ASSIGNED TASK —
Return all of the lines below exactly as they are.

*** SOURCE MATERIAL ***

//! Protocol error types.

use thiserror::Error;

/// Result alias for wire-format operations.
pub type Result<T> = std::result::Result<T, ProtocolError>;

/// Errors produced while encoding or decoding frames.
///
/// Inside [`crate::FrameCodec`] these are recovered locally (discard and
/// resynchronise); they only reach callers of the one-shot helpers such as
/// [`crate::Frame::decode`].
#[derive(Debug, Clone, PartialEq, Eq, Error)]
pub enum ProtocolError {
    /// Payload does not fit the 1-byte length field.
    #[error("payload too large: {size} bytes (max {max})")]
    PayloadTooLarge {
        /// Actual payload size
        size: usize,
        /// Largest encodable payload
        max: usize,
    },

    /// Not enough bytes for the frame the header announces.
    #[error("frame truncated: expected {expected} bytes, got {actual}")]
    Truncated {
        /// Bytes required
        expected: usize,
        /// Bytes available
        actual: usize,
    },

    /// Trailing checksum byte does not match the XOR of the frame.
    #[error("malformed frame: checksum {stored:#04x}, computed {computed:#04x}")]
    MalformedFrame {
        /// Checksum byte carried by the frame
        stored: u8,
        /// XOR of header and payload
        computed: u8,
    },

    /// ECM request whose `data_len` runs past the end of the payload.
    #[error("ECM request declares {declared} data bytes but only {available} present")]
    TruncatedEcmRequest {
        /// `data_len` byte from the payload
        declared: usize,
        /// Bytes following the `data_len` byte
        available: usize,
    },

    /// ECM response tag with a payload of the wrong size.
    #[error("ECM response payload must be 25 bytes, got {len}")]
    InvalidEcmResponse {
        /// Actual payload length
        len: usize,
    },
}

*** End of SOURCE MATERIAL ***

SOLUTION FOR THIS EXERCISE —
//! Protocol error types.

use thiserror::Error;

/// Result alias for wire-format operations.
pub type Result<T> = std::result::Result<T, ProtocolError>;

/// Errors produced while encoding or decoding frames.
///
/// Inside [`crate::FrameCodec`] these are recovered locally (discard and
/// resynchronise); they only reach callers of the one-shot helpers such as
/// [`crate::Frame::decode`].
#[derive(Debug, Clone, PartialEq, Eq, Error)]
pub enum ProtocolError {
    /// Payload does not fit the 1-byte length field.
    #[error("payload too large: {size} bytes (max {max})")]
    PayloadTooLarge {
        /// Actual payload size
        size: usize,
        /// Largest encodable payload
        max: usize,
    },

    /// Not enough bytes for the frame the header announces.
    #[error("frame truncated: expected {expected} bytes, got {actual}")]
    Truncated {
        /// Bytes required
        expected: usize,
        /// Bytes available
        actual: usize,
    },

    /// Trailing checksum byte does not match the XOR of the frame.
    #[error("malformed frame: checksum {stored:#04x}, computed {computed:#04x}")]
    MalformedFrame {
        /// Checksum byte carried by the frame
        stored: u8,
        /// XOR of header and payload
        computed: u8,
    },

    /// ECM request whose `data_len` runs past the end of the payload.
    #[error("ECM request declares {declared} data bytes but only {available} present")]
    TruncatedEcmRequest {
        /// `data_len` byte from the payload
        declared: usize,
        /// Bytes following the `data_len` byte
        available: usize,
    },

    /// ECM response tag with a payload of the wrong size.
    #[error("ECM response payload must be 25 bytes, got {len}")]
    InvalidEcmResponse {
        /// Actual payload length
        len: usize,
    },
}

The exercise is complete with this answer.